→ **Problem details**
Only the lines below between the ones containing "pub fn render(report: &DashboardReport, format: OutputFormat)" and "#[derive(Debug, Clone, PartialEq, Eq, Error)]", inclusive, are to be reproduced, each exactly as it stands.

→ **Records**
──────

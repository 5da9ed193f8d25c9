//! Fetcher test utilities

use std::collections::HashMap;
use std::sync::Mutex;
use std::time::Duration;

use async_trait::async_trait;
use serde_json::Value;

use bcdice_status::fetch::{FetchError, Fetcher, Payload, ResponseShape};

/// Fetcher answering from a fixed URL map
///
/// Unknown URLs fail with a network error. Every requested URL is recorded.
#[derive(Default)]
pub struct FakeFetcher {
    responses: HashMap<String, Result<Payload, FetchError>>,
    requests: Mutex<Vec<String>>,
}

impl FakeFetcher {
    pub fn new() -> Self {
        Self::default()
    }

    pub fn with_json(mut self, url: &str, body: Value) -> Self {
        self.responses.insert(url.to_string(), Ok(Payload::Json(body)));
        self
    }

    pub fn with_text(mut self, url: &str, body: &str) -> Self {
        self.responses
            .insert(url.to_string(), Ok(Payload::Text(body.to_string())));
        self
    }

    pub fn with_error(mut self, url: &str, error: FetchError) -> Self {
        self.responses.insert(url.to_string(), Err(error));
        self
    }

    pub fn requests(&self) -> Vec<String> {
        self.requests.lock().unwrap().clone()
    }
}

#[async_trait]
impl Fetcher for FakeFetcher {
    async fn fetch(
        &self,
        url: &str,
        _shape: ResponseShape,
        timeout: Duration,
    ) -> Result<Payload, FetchError> {
        self.requests.lock().unwrap().push(url.to_string());
        match self.responses.get(url) {
            Some(Err(FetchError::Timeout(_))) => Err(FetchError::Timeout(timeout)),
            Some(response) => response.clone(),
            None => Err(FetchError::Network(format!("no response for {}", url))),
        }
    }
}
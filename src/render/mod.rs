//! Output rendering for a finished dashboard
//!
//! - [`html`]: Standalone HTML page with the release header and server table
//! - [`text`]: Plain text table for terminals

pub mod html;
pub mod text;

use clap::ValueEnum;

use crate::dashboard::DashboardReport;

#[derive(Debug, Clone, Copy, Default, PartialEq, Eq, ValueEnum)]
pub enum OutputFormat {
    #[default]
    Html,
    Text,
}

pub fn render(report: &DashboardReport, format: OutputFormat) -> String {
    match format {
        OutputFormat::Html => html::render(report),
        OutputFormat::Text => text::render(report),
    }
}
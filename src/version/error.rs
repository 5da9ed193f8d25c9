use thiserror::Error;

#[derive(Debug, Clone, PartialEq, Eq, Error)]
#[error("Invalid version tag: {tag:?}")]
pub struct VersionParseError {
    pub tag: String,
}

impl VersionParseError {
    pub fn new(tag: &str) -> Self {
        Self {
            tag: tag.to_string(),
        }
    }
}
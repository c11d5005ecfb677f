//! Ingested event types.
//!
//! An [`Event`] is one raw item pulled from an external source. The payload
//! is opaque to the broker; handlers decide what (if anything) to forward
//! to their subscriber.

use serde::{Deserialize, Serialize};
use serde_json::Value;
use uuid::Uuid;

/// Unique identifier for an ingested event.
#[allow(missing_docs)]
#[derive(Debug, Clone, Copy, PartialEq, Eq, Hash, Serialize, Deserialize)]
#[serde(transparent)]
pub struct EventId(Uuid);

impl EventId {
    /// Create a new random event id.
    #[must_use]
    pub fn new() -> Self {
        Self(Uuid::new_v4())
    }
}

impl Default for EventId {
    fn default() -> Self {
        Self::new()
    }
}

/// Provenance attached to every ingested event.
#[derive(Debug, Clone, PartialEq, Eq, Serialize, Deserialize)]
pub struct Metadata {
    source: String,
}

impl Metadata {
    /// The name of the reader that produced the event.
    #[must_use]
    pub fn source(&self) -> &str {
        &self.source
    }
}

/// One raw event ingested from an external source.
///
/// Immutable once constructed.
#[derive(Debug, Clone, PartialEq, Serialize, Deserialize)]
pub struct Event {
    id: EventId,
    payload: Value,
    metadata: Metadata,
}

impl Event {
    /// Wrap a raw payload produced by the named source.
    #[must_use]
    pub fn new(source: impl Into<String>, payload: Value) -> Self {
        Self {
            id: EventId::new(),
            payload,
            metadata: Metadata {
                source: source.into(),
            },
        }
    }

    /// The event's generated id.
    #[must_use]
    pub const fn id(&self) -> EventId {
        self.id
    }

    /// The opaque payload.
    #[must_use]
    pub const fn payload(&self) -> &Value {
        &self.payload
    }

    /// Provenance metadata.
    #[must_use]
    pub const fn metadata(&self) -> &Metadata {
        &self.metadata
    }
}
//! Framed connection boundary.
//!
//! The HTTP upgrade that produces a bidirectional connection happens
//! outside this crate. What the broker consumes is a split pair of frame
//! halves: a blocking [`FrameReader`] with a read deadline and a
//! [`FrameWriter`] with a write timeout. Any transport that can carry
//! text/ping/pong/close frames (a WebSocket, most usefully) plugs in here.
//!
//! [`pipe`] builds an in-memory duplex over crossbeam channels; it backs
//! the integration tests and in-process peers.

use std::time::Duration;

use crossbeam_channel::{bounded, Receiver, RecvTimeoutError, SendTimeoutError, Sender};

use crate::error::TransportError;

/// Default limit on inbound frame size, in bytes.
pub const DEFAULT_MAX_FRAME_BYTES: usize = 512;

/// One wire frame.
#[derive(Debug, Clone, PartialEq, Eq)]
pub enum Frame {
    /// A text payload (commands inbound, envelopes outbound).
    Text(String),
    /// Liveness probe.
    Ping,
    /// Liveness response.
    Pong,
    /// Orderly connection close.
    Close,
}

/// The receiving half of a connection.
pub trait FrameReader: Send {
    /// Block until the next frame arrives or the read deadline passes.
    fn read(&mut self) -> Result<Frame, TransportError>;

    /// Set the deadline applied to subsequent [`FrameReader::read`] calls.
    fn set_deadline(&mut self, timeout: Duration);
}

/// The sending half of a connection.
pub trait FrameWriter: Send {
    /// Write one frame, waiting at most the write timeout.
    fn write(&mut self, frame: &Frame) -> Result<(), TransportError>;

    /// Release the half. Subsequent writes fail; the peer's reader
    /// observes a close. Idempotent.
    fn close(&mut self);
}

/// In-memory reader half produced by [`pipe`].
#[derive(Debug)]
pub struct PipeReader {
    rx: Receiver<Frame>,
    deadline: Option<Duration>,
    max_frame_bytes: usize,
}

impl FrameReader for PipeReader {
    fn read(&mut self) -> Result<Frame, TransportError> {
        let frame = match self.deadline {
            Some(deadline) => self.rx.recv_timeout(deadline).map_err(|err| match err {
                RecvTimeoutError::Timeout => TransportError::ReadTimeout,
                RecvTimeoutError::Disconnected => TransportError::Closed,
            })?,
            None => self.rx.recv().map_err(|_| TransportError::Closed)?,
        };

        if let Frame::Text(ref text) = frame {
            if text.len() > self.max_frame_bytes {
                return Err(TransportError::FrameTooLarge {
                    size: text.len(),
                    limit: self.max_frame_bytes,
                });
            }
        }
        Ok(frame)
    }

    fn set_deadline(&mut self, timeout: Duration) {
        self.deadline = Some(timeout);
    }
}

/// In-memory writer half produced by [`pipe`].
#[derive(Debug)]
pub struct PipeWriter {
    tx: Option<Sender<Frame>>,
    write_wait: Duration,
}

impl FrameWriter for PipeWriter {
    fn write(&mut self, frame: &Frame) -> Result<(), TransportError> {
        let Some(tx) = self.tx.as_ref() else {
            return Err(TransportError::Closed);
        };
        tx.send_timeout(frame.clone(), self.write_wait)
            .map_err(|err| match err {
                SendTimeoutError::Timeout(_) => TransportError::WriteTimeout {
                    duration_ms: self.write_wait.as_millis().min(u128::from(u64::MAX)) as u64,
                },
                SendTimeoutError::Disconnected(_) => TransportError::Closed,
            })
    }

    fn close(&mut self) {
        // Dropping the sender disconnects the peer's reader.
        self.tx.take();
    }
}

/// Buffered frames per direction before writers start waiting.
const PIPE_CAPACITY: usize = 256;

/// Build a connected in-memory duplex.
///
/// Returns `(local, remote)` endpoint halves: what `local.1` writes,
/// `remote.0` reads, and vice versa. `max_frame_bytes` bounds inbound text
/// frames on both ends; `write_wait` bounds how long a full direction may
/// block a writer.
#[must_use]
pub fn pipe(
    max_frame_bytes: usize,
    write_wait: Duration,
) -> ((PipeReader, PipeWriter), (PipeReader, PipeWriter)) {
    let (to_remote_tx, to_remote_rx) = bounded(PIPE_CAPACITY);
    let (to_local_tx, to_local_rx) = bounded(PIPE_CAPACITY);

    let local = (
        PipeReader {
            rx: to_local_rx,
            deadline: None,
            max_frame_bytes,
        },
        PipeWriter {
            tx: Some(to_remote_tx),
            write_wait,
        },
    );
    let remote = (
        PipeReader {
            rx: to_remote_rx,
            deadline: None,
            max_frame_bytes,
        },
        PipeWriter {
            tx: Some(to_local_tx),
            write_wait,
        },
    );
    (local, remote)
}
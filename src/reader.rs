//! External event sources.
//!
//! A [`Reader`] adapts one external source (a message queue consumer, a
//! poller, anything that blocks for the next item) to the hub's ingestion
//! stream. The hub registers readers by name and runs each `start` on its
//! own thread; `stop` is the only way a reader terminates. Read errors
//! are logged and retried after a fixed backoff, forever.

use std::sync::Mutex;
use std::time::Duration;

use crossbeam_channel::{select, Sender};
use log::{error, info, warn};
use serde_json::Value;

use crate::cancel::{cancel_pair, CancelToken, Canceller};
use crate::error::SourceError;
use crate::event::Event;

/// Fixed delay between retries after a source read error.
pub const DEFAULT_SOURCE_BACKOFF: Duration = Duration::from_secs(5);

/// A named external event source feeding the hub.
pub trait Reader: Send + Sync {
    /// Stable identifier; the hub's registration key.
    fn name(&self) -> &str;

    /// Bind the ingestion sender. Called by the hub at registration time.
    fn set_channel(&self, tx: Sender<Event>);

    /// Run until [`Reader::stop`]: pull items and push them into the bound
    /// channel. Blocking; the hub calls this on a dedicated thread.
    fn start(&self);

    /// Trigger cancellation. `start` exits after finishing or abandoning
    /// its current read.
    fn stop(&self);
}

/// A blocking pull from an external system.
///
/// Implementations wrap the actual consumer (the wire protocol of which is
/// outside this crate) and surface one opaque payload per call.
pub trait EventSource: Send + Sync {
    /// Block until the next item is available.
    fn fetch(&self) -> Result<Value, SourceError>;
}

/// Reusable [`Reader`] over any [`EventSource`].
///
/// Wraps each fetched payload in an [`Event`] stamped with this reader's
/// name and hands it to the hub (a blocking hand-off: with no running
/// dispatch loop the reader waits). Fetch errors are logged and retried
/// after a fixed, stop-interruptible backoff.
pub struct SourceReader {
    name: String,
    source: Box<dyn EventSource>,
    tx: Mutex<Option<Sender<Event>>>,
    canceller: Canceller,
    token: CancelToken,
    backoff: Duration,
}

impl SourceReader {
    /// Wrap `source` under the given registration name.
    #[must_use]
    pub fn new(name: impl Into<String>, source: Box<dyn EventSource>) -> Self {
        Self::with_backoff(name, source, DEFAULT_SOURCE_BACKOFF)
    }

    /// [`SourceReader::new`] with a custom retry backoff.
    #[must_use]
    pub fn with_backoff(
        name: impl Into<String>,
        source: Box<dyn EventSource>,
        backoff: Duration,
    ) -> Self {
        let (canceller, token) = cancel_pair();
        Self {
            name: name.into(),
            source,
            tx: Mutex::new(None),
            canceller,
            token,
            backoff,
        }
    }

    fn sender(&self) -> Option<Sender<Event>> {
        self.tx.lock().ok().and_then(|guard| guard.clone())
    }
}

impl Reader for SourceReader {
    fn name(&self) -> &str {
        &self.name
    }

    fn set_channel(&self, tx: Sender<Event>) {
        if let Ok(mut guard) = self.tx.lock() {
            *guard = Some(tx);
        }
    }

    fn start(&self) {
        let Some(tx) = self.sender() else {
            error!("connector {} started without a bound channel", self.name);
            return;
        };

        info!("started connector: {}", self.name);
        let cancelled = self.token.channel().clone();
        loop {
            if self.token.is_cancelled() {
                break;
            }

            let payload = match self.source.fetch() {
                Ok(payload) => payload,
                Err(err) => {
                    error!("{} reader error: {err}", self.name);
                    if self.token.wait_timeout(self.backoff) {
                        break;
                    }
                    continue;
                }
            };

            let event = Event::new(self.name.clone(), payload);
            select! {
                send(tx, event) -> res => {
                    if res.is_err() {
                        warn!("{} ingestion channel closed", self.name);
                        break;
                    }
                }
                recv(cancelled) -> _ => break,
            }
        }
        warn!("stopped connector: {}", self.name);
    }

    fn stop(&self) {
        self.canceller.cancel();
    }
}
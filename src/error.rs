//! Error types for hubcast.
//!
//! All errors are strongly typed using thiserror. Failures are scoped: a
//! protocol error keeps the connection open, a transport read error tears
//! down the single affected client, a source error is retried with backoff.
//! No error in this crate terminates the process.

use thiserror::Error;

/// Protocol errors raised while handling an inbound client command.
///
/// These are always answered with an error acknowledgment on the wire; the
/// connection stays open.
#[derive(Debug, Error)]
pub enum ProtocolError {
    #[error("malformed command: {reason}")]
    MalformedCommand {
        reason: String,
    },

    #[error("topic is empty")]
    EmptyTopics,

    #[error("illegal method: {method}")]
    UnknownMethod {
        method: String,
    },

    #[error("topic not found: {topic}")]
    TopicNotFound {
        topic: String,
    },

    #[error("handler clone failed: {topic}")]
    HandlerIntegrity {
        topic: String,
    },
}

/// Transport errors for the framed connection boundary.
#[derive(Debug, Error)]
pub enum TransportError {
    #[error("connection closed")]
    Closed,

    #[error("read deadline exceeded")]
    ReadTimeout,

    #[error("write timed out after {duration_ms}ms")]
    WriteTimeout {
        duration_ms: u64,
    },

    #[error("frame of {size} bytes exceeds limit of {limit} bytes")]
    FrameTooLarge {
        size: usize,
        limit: usize,
    },

    #[error("transport failure: {message}")]
    Io {
        message: String,
    },
}

/// External event source errors.
///
/// Sources are retried indefinitely; these surface only in logs and in the
/// reader's backoff path.
#[derive(Debug, Error)]
pub enum SourceError {
    #[error("source read failed: {message}")]
    Read {
        message: String,
    },

    #[error("source disconnected: {message}")]
    Disconnected {
        message: String,
    },
}

/// Top-level error type for hubcast.
#[derive(Debug, Error)]
pub enum HubError {
    #[error("protocol error: {0}")]
    Protocol(#[from] ProtocolError),

    #[error("transport error: {0}")]
    Transport(#[from] TransportError),

    #[error("source error: {0}")]
    Source(#[from] SourceError),

    #[error("serialization error: {message}")]
    Serialization {
        message: String,
    },

    #[error("hub is shut down")]
    ShutDown,
}

/// Result alias for hubcast operations.
pub type HubResult<T> = Result<T, HubError>;

impl From<serde_json::Error> for HubError {
    fn from(err: serde_json::Error) -> Self {
        Self::Serialization {
            message: err.to_string(),
        }
    }
}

──────

→ **Response to the exercise**
pub fn render(report: &DashboardReport, format: OutputFormat) -> String {
    match format {
        OutputFormat::Html => html::render(report),
        OutputFormat::Text => text::render(report),
    }
}
filename src/version/error.rs
repository 5da9ed193f8d25c9
use thiserror::Error;

#[derive(Debug, Clone, PartialEq, Eq, Error)]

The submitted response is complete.